> [Activity]:
Transcribe the data below verbatim from the line with "repository f0d4221e5c9b0f1d" to the line with "pub enum SubscriptionDepth". Include both of those lines.

> [Stored items]:
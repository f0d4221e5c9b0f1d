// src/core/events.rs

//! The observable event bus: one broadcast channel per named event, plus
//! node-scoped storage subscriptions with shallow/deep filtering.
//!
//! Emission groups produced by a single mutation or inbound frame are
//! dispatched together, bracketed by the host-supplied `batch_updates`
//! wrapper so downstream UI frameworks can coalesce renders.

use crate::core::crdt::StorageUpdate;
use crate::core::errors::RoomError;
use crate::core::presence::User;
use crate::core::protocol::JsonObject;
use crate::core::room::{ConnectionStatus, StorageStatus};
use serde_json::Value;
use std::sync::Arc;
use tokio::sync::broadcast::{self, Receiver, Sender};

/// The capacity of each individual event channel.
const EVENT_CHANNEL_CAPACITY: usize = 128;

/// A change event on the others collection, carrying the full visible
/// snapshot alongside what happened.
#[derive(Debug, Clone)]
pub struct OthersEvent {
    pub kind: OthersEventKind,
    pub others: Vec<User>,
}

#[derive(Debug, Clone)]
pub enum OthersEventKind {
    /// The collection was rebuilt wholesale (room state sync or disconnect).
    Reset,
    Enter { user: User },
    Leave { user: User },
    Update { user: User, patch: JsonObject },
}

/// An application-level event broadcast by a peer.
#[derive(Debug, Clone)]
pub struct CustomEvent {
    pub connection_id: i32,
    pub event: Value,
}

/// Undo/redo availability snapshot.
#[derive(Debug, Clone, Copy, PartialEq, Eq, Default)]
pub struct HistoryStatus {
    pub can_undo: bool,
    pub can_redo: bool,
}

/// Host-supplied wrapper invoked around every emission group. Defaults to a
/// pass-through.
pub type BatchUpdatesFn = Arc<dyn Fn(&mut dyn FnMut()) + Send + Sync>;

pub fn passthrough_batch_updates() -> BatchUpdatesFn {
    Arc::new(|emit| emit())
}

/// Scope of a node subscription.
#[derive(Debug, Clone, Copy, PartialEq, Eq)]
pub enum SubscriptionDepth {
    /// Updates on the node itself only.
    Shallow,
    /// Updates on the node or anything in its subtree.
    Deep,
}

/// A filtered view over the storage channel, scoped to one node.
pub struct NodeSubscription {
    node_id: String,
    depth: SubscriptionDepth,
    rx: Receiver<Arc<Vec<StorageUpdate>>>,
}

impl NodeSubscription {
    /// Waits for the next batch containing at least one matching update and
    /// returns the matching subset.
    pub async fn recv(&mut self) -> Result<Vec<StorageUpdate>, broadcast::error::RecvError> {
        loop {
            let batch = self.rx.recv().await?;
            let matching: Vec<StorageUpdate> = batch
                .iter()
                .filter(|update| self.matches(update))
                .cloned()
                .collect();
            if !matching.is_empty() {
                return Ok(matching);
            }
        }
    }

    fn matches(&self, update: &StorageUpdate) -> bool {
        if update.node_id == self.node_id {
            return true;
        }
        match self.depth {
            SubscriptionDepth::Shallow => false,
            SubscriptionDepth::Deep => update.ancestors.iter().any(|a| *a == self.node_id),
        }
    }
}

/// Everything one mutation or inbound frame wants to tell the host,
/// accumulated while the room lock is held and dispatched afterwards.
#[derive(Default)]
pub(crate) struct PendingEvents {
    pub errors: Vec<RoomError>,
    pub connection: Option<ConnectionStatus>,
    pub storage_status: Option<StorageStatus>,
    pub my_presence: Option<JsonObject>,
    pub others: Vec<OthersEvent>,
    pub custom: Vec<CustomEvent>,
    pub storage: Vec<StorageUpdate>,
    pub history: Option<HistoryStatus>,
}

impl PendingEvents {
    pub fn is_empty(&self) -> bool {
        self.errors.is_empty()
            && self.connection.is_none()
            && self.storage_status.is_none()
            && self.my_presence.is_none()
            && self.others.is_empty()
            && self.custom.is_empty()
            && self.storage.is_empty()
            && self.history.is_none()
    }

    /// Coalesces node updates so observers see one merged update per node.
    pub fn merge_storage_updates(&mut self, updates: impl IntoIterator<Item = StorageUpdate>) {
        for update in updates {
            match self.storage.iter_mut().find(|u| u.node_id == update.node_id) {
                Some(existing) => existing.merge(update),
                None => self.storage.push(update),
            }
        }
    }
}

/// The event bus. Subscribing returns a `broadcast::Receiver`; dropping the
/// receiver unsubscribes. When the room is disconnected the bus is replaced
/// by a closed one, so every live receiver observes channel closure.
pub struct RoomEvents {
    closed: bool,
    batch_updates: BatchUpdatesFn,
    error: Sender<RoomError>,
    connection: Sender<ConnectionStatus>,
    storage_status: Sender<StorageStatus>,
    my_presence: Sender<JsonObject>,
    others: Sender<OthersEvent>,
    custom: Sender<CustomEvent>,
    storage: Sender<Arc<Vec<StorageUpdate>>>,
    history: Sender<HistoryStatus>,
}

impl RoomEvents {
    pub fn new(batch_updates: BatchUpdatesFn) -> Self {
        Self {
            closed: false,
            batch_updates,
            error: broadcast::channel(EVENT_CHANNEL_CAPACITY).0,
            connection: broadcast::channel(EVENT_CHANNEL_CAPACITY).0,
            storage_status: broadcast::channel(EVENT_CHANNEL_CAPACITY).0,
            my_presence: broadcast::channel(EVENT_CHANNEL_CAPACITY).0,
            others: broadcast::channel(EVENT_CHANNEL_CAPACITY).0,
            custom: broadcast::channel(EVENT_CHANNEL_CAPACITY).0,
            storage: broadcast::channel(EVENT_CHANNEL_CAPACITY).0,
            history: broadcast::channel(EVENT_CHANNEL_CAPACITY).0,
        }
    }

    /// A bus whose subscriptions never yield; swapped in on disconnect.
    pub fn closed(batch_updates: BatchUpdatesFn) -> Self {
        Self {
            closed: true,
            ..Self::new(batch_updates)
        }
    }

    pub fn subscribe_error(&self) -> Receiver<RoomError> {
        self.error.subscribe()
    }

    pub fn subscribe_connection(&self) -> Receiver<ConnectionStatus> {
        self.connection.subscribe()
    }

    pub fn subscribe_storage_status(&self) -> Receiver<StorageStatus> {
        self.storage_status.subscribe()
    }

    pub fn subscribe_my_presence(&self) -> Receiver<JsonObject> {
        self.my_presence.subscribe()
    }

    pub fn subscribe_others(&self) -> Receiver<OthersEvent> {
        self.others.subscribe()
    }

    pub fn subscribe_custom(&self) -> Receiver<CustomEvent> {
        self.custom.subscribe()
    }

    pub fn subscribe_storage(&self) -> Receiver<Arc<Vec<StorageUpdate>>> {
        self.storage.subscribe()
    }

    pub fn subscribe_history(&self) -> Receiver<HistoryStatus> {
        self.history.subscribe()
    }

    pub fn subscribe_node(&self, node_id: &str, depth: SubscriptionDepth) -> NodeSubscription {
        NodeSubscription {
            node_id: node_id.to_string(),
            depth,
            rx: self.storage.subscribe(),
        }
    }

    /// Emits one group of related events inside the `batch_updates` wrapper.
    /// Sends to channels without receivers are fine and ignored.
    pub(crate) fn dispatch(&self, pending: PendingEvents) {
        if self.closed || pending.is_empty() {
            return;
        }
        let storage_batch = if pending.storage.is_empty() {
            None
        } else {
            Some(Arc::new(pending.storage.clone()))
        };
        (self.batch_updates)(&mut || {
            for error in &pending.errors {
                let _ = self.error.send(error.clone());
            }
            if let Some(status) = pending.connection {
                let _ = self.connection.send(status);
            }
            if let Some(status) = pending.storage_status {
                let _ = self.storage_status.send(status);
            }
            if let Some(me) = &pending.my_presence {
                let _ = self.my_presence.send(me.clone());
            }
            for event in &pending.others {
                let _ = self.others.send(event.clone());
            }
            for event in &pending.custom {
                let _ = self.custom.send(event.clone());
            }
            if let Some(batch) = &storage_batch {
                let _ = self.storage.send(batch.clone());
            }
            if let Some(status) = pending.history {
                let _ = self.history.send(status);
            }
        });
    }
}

...

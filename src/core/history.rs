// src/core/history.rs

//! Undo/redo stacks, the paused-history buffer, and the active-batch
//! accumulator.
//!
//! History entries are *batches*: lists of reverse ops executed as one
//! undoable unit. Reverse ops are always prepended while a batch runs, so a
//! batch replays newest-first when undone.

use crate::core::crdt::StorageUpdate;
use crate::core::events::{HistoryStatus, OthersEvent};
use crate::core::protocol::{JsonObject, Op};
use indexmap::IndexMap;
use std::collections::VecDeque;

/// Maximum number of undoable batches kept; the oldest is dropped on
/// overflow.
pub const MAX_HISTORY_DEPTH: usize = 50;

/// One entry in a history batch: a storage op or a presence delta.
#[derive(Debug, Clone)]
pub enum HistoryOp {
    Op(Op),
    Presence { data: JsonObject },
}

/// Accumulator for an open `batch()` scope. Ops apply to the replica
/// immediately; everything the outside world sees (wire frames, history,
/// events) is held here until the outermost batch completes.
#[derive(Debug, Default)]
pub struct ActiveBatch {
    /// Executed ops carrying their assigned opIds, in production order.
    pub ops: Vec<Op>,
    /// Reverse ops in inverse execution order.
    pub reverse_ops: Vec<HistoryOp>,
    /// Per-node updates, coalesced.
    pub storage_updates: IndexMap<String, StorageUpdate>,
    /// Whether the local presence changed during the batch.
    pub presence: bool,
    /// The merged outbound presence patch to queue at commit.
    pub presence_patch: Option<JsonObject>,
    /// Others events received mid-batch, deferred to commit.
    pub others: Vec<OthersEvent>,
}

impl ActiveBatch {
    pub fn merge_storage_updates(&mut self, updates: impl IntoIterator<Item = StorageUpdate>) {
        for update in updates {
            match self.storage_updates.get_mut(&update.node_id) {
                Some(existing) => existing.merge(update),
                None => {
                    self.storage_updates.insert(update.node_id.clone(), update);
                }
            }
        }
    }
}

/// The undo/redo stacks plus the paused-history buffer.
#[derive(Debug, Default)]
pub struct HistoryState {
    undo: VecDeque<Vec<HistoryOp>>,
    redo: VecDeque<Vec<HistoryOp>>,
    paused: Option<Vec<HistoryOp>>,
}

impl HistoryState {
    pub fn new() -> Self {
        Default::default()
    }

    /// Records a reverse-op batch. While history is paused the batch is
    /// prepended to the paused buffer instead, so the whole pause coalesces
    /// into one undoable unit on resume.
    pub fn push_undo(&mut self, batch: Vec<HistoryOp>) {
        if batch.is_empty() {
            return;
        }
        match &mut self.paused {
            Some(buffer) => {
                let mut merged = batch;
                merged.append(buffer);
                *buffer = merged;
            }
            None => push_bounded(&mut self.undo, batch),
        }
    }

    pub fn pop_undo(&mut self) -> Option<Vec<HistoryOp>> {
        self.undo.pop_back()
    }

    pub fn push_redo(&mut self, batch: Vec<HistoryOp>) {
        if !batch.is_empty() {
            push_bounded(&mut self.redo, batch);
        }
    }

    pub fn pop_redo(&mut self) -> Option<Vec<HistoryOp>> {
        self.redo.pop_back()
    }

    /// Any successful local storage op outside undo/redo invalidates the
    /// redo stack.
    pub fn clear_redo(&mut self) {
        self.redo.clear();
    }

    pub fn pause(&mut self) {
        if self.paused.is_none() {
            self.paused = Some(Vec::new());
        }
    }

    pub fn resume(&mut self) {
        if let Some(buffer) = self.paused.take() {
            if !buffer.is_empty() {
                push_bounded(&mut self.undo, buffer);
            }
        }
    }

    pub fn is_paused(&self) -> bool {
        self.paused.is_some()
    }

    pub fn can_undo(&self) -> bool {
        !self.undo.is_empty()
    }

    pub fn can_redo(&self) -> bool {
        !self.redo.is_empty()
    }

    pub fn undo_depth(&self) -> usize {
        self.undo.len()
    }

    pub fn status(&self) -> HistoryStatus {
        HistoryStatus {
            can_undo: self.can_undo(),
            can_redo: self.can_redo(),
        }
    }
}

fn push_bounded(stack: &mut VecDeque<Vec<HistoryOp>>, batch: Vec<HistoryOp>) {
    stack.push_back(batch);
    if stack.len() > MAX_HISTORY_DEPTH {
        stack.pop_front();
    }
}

> [Completed task]:
repository f0d4221e5c9b0f1d
// src/core/events.rs

//! The observable event bus: one broadcast channel per named event, plus
//! node-scoped storage subscriptions with shallow/deep filtering.
//!
//! Emission groups produced by a single mutation or inbound frame are
//! dispatched together, bracketed by the host-supplied `batch_updates`
//! wrapper so downstream UI frameworks can coalesce renders.

use crate::core::crdt::StorageUpdate;
use crate::core::errors::RoomError;
use crate::core::presence::User;
use crate::core::protocol::JsonObject;
use crate::core::room::{ConnectionStatus, StorageStatus};
use serde_json::Value;
use std::sync::Arc;
use tokio::sync::broadcast::{self, Receiver, Sender};

/// The capacity of each individual event channel.
const EVENT_CHANNEL_CAPACITY: usize = 128;

/// A change event on the others collection, carrying the full visible
/// snapshot alongside what happened.
#[derive(Debug, Clone)]
pub struct OthersEvent {
    pub kind: OthersEventKind,
    pub others: Vec<User>,
}

#[derive(Debug, Clone)]
pub enum OthersEventKind {
    /// The collection was rebuilt wholesale (room state sync or disconnect).
    Reset,
    Enter { user: User },
    Leave { user: User },
    Update { user: User, patch: JsonObject },
}

/// An application-level event broadcast by a peer.
#[derive(Debug, Clone)]
pub struct CustomEvent {
    pub connection_id: i32,
    pub event: Value,
}

/// Undo/redo availability snapshot.
#[derive(Debug, Clone, Copy, PartialEq, Eq, Default)]
pub struct HistoryStatus {
    pub can_undo: bool,
    pub can_redo: bool,
}

/// Host-supplied wrapper invoked around every emission group. Defaults to a
/// pass-through.
pub type BatchUpdatesFn = Arc<dyn Fn(&mut dyn FnMut()) + Send + Sync>;

pub fn passthrough_batch_updates() -> BatchUpdatesFn {
    Arc::new(|emit| emit())
}

/// Scope of a node subscription.
#[derive(Debug, Clone, Copy, PartialEq, Eq)]
pub enum SubscriptionDepth {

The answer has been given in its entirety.